Pulu Design Principles
Affordability through integration and lean in-house design
Hi! I'm Antti Alhonen, our chief electronic, embedded & software designer. Together with Arno, we are responsible for the technical performance of designing and building the Pulu products.
In February 2017, I was contacted with this exciting challenge. I agreed with the initial specification: we are going to build a genuinely autonomous robot platform, capable of exploring and mapping its surroundings in less-than-ideal conditions, then performing navigation tasks while actively avoiding collisions.
Miika and Arno had already arrived at a simple, yet capable mechanical starting point, but they needed someone to integrate electronic components such as sensors, motors, drivers, single-board computers, etc., and to write some software.
When joining the team, I wanted to tackle the problem from a different perspective. When tasked with designing novel technology, many startups end up with using existing modules, development boards, etc. as building blocks. While this boosts the initial prototyping quite a bit, it leads to two hurdles, hard to circumvent later:
Firstly, once the product is maturing, the cost and availability issues of said modules will become apparent, necessitating redesign; but if the company know-how is limited to how to interface with the modules, this redesign step will prove more difficult and slower than anybody expects. This is one of the pitfalls commonly seen by crowdfunding startups when they show working prototypes but fail to deliver production units.
Secondly, sensor/actuator/computation modules often end up somewhat limited in functionality, and cannot be improved quickly, even if they were open source hardware. Since robotic startup like us cannot predict every technological aspect, we need to be able to change our technological heading quickly depending on what we see.
From day one, we started designing our PCB, integrating computation, sensing, motor driving, battery charging, power conversion, etc., as much on a single board as possible. Done at the earliest time possible, this has let us gather valuable data about how the design performs, and most importantly, what our actual requirements are. Since we have our electrical diagram, schematic and PCB design done in-house, we don't have to fear about designing a Rev. 2 or Rev. 3, right when necessary.
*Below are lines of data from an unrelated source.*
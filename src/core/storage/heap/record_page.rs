use crate::core::common::error::OxibaseError;
use crate::core::common::types::SlotNum;
use crate::core::storage::pf::PAGE_SIZE;

// Field offsets of the page-local header.
pub(crate) const NUM_SLOTS_OFFSET: usize = 0;
pub(crate) const FREE_SPACE_PTR_OFFSET: usize = 2;
pub(crate) const NEXT_FREE_SLOT_OFFSET: usize = 4;

/// Bytes of page-local header before the slot array.
pub const PAGE_HEADER_SIZE: usize = 6;

/// Terminates the free-slot chain; doubles as the tombstone length.
pub(crate) const NO_SLOT: i16 = -1;

/// Largest record a page can ever hold: a fresh page must fit the
/// header, one slot and the record bytes. Anything bigger is rejected
/// outright by the heap layer.
pub const MAX_RECORD_LEN: usize = PAGE_SIZE - PAGE_HEADER_SIZE - Slot::SERIALIZED_SIZE;

/// One slot directory entry.
///
/// A live slot holds the record's byte offset and length. A tombstone is
/// marked by `length == -1`, and its `offset` field is repurposed as the
/// index of the next tombstoned slot in the page's free-slot chain.
#[derive(Debug, Clone, Copy, PartialEq, Eq)]
pub struct Slot {
    pub offset: i16,
    pub length: i16,
}

impl Slot {
    /// Size of a slot when serialized on the page.
    pub const SERIALIZED_SIZE: usize = 4;

    pub fn is_tombstone(&self) -> bool {
        self.length < 0
    }
}

/// Interprets a raw PF page as a slotted record page:
///
/// ```text
/// [header][slot 0][slot 1]...    free    ...[record 1][record 0]
/// ^                          ^            ^                     ^
/// 0             slot array end            free_space_ptr    PAGE_SIZE
/// ```
///
/// The slot array grows from the low end, record bodies from the high
/// end; `free_space_ptr` is the low edge of the stored bodies. Deleted
/// bodies are not reclaimed until the page is reinitialized, so
/// `free_space_ptr` only falls between `init` calls. Reusing a
/// tombstoned slot costs no directory bytes; appending a slot costs
/// [`Slot::SERIALIZED_SIZE`].
pub struct RecordPage;

impl RecordPage {
    /// Formats `buf` as an empty record page.
    pub fn init(buf: &mut [u8; PAGE_SIZE]) {
        Self::set_num_slots(buf, 0);
        Self::set_free_space_ptr(buf, PAGE_SIZE as u16);
        Self::set_next_free_slot(buf, NO_SLOT);
    }

    pub fn num_slots(buf: &[u8; PAGE_SIZE]) -> u16 {
        read_u16(buf, NUM_SLOTS_OFFSET)
    }

    fn set_num_slots(buf: &mut [u8; PAGE_SIZE], count: u16) {
        write_u16(buf, NUM_SLOTS_OFFSET, count);
    }

    pub fn free_space_ptr(buf: &[u8; PAGE_SIZE]) -> u16 {
        read_u16(buf, FREE_SPACE_PTR_OFFSET)
    }

    fn set_free_space_ptr(buf: &mut [u8; PAGE_SIZE], ptr: u16) {
        write_u16(buf, FREE_SPACE_PTR_OFFSET, ptr);
    }

    /// Head of the free-slot chain, `-1` when no slot is reusable.
    pub fn next_free_slot(buf: &[u8; PAGE_SIZE]) -> i16 {
        read_u16(buf, NEXT_FREE_SLOT_OFFSET) as i16
    }

    fn set_next_free_slot(buf: &mut [u8; PAGE_SIZE], slot: i16) {
        write_u16(buf, NEXT_FREE_SLOT_OFFSET, slot as u16);
    }

    /// The slot's directory entry, or `None` past the end of the array.
    pub fn slot(buf: &[u8; PAGE_SIZE], slot: SlotNum) -> Option<Slot> {
        if slot.0 >= Self::num_slots(buf) {
            return None;
        }
        let at = PAGE_HEADER_SIZE + usize::from(slot.0) * Slot::SERIALIZED_SIZE;
        Some(Slot {
            offset: read_u16(buf, at) as i16,
            length: read_u16(buf, at + 2) as i16,
        })
    }

    fn set_slot(buf: &mut [u8; PAGE_SIZE], slot: SlotNum, entry: Slot) {
        let at = PAGE_HEADER_SIZE + usize::from(slot.0) * Slot::SERIALIZED_SIZE;
        write_u16(buf, at, entry.offset as u16);
        write_u16(buf, at + 2, entry.length as u16);
    }

    /// Bytes the page can still hand out between the slot array and the
    /// record heap.
    pub fn free_space(buf: &[u8; PAGE_SIZE]) -> usize {
        let used = PAGE_HEADER_SIZE + usize::from(Self::num_slots(buf)) * Slot::SERIALIZED_SIZE;
        usize::from(Self::free_space_ptr(buf)).saturating_sub(used)
    }

    /// Whether a record of `len` bytes fits, counting the directory
    /// entry a fresh slot would cost. Reusing a tombstone is free.
    pub fn can_hold(buf: &[u8; PAGE_SIZE], len: usize) -> bool {
        let slot_cost = if Self::next_free_slot(buf) == NO_SLOT {
            Slot::SERIALIZED_SIZE
        } else {
            0
        };
        Self::free_space(buf) >= len + slot_cost
    }

    /// Stores `data`, reusing the chained tombstone when one exists.
    /// Returns `None` when the record does not fit on this page.
    pub fn insert(buf: &mut [u8; PAGE_SIZE], data: &[u8]) -> Option<SlotNum> {
        if !Self::can_hold(buf, data.len()) {
            return None;
        }

        let head = Self::next_free_slot(buf);
        let slot = if head >= 0 {
            let slot = SlotNum(head as u16);
            let tomb = Self::slot(buf, slot)?;
            // The tombstone's offset field carries the chain link.
            Self::set_next_free_slot(buf, tomb.offset);
            slot
        } else {
            let slot = SlotNum(Self::num_slots(buf));
            Self::set_num_slots(buf, slot.0 + 1);
            slot
        };

        let new_ptr = Self::free_space_ptr(buf) - data.len() as u16;
        buf[usize::from(new_ptr)..usize::from(new_ptr) + data.len()].copy_from_slice(data);
        Self::set_slot(buf, slot, Slot { offset: new_ptr as i16, length: data.len() as i16 });
        Self::set_free_space_ptr(buf, new_ptr);
        Some(slot)
    }

    /// Borrows the bytes of a live record.
    pub fn record<'a>(buf: &'a [u8; PAGE_SIZE], slot: Slot) -> Result<&'a [u8], OxibaseError> {
        if slot.is_tombstone() || slot.offset < 0 {
            return Err(OxibaseError::Internal("record lookup on a dead slot".into()));
        }
        let start = slot.offset as usize;
        let end = start + slot.length as usize;
        if end > PAGE_SIZE || start < PAGE_HEADER_SIZE {
            return Err(OxibaseError::Internal(format!(
                "slot points outside the page: offset {} length {}",
                slot.offset, slot.length
            )));
        }
        Ok(&buf[start..end])
    }

    /// Tombstones `slot` and pushes it onto the free-slot chain. The
    /// record's body bytes stay where they are; only the directory
    /// forgets them. The caller has already checked the slot is live.
    pub fn delete(buf: &mut [u8; PAGE_SIZE], slot: SlotNum) {
        let head = Self::next_free_slot(buf);
        Self::set_slot(buf, slot, Slot { offset: head, length: NO_SLOT });
        Self::set_next_free_slot(buf, slot.0 as i16);
    }
}

fn read_u16(buf: &[u8; PAGE_SIZE], at: usize) -> u16 {
    u16::from_le_bytes([buf[at], buf[at + 1]])
}

fn write_u16(buf: &mut [u8; PAGE_SIZE], at: usize, value: u16) {
    buf[at..at + 2].copy_from_slice(&value.to_le_bytes());
}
I want to present an example: Choosing the motors and sensing their position often proves expensive. One typical choice is a small, densely geared-down brushed DC motor with precision encoder, giving a lot of resolution about the wheel shaft position, but typically little power, for a lot of money. Brushless motor controllers tend to add cost and module spaghetti. We tackled the issue through fearless integration, choosing the widely manufactured, cost-effective yet super robust BLDC hub motors, typically used in hoverboards and similar, and solve the controller side by ourselves from scratch. Integration pays off here: power electronics like the motor controllers, powerful Li-ion charger, robust 5V supply for onboard computers and gadgets tend to share things like heat sinking, power planes, capacitors, etc. In the end, our fully integrated PCB boasts four 700W(peak) 3-phase BLDC motor controllers, for a few weeks of my design time, and <$15 in parts per controller. Suitable off-the-shelf controller modules would have started at around $150-200 each, eating up the whole budget for the entire robot in just the motor controllers. The motor control is not perfect, but it has been good enough, and what's best, we can improve our in-house motor control software at any time it becomes a bottleneck.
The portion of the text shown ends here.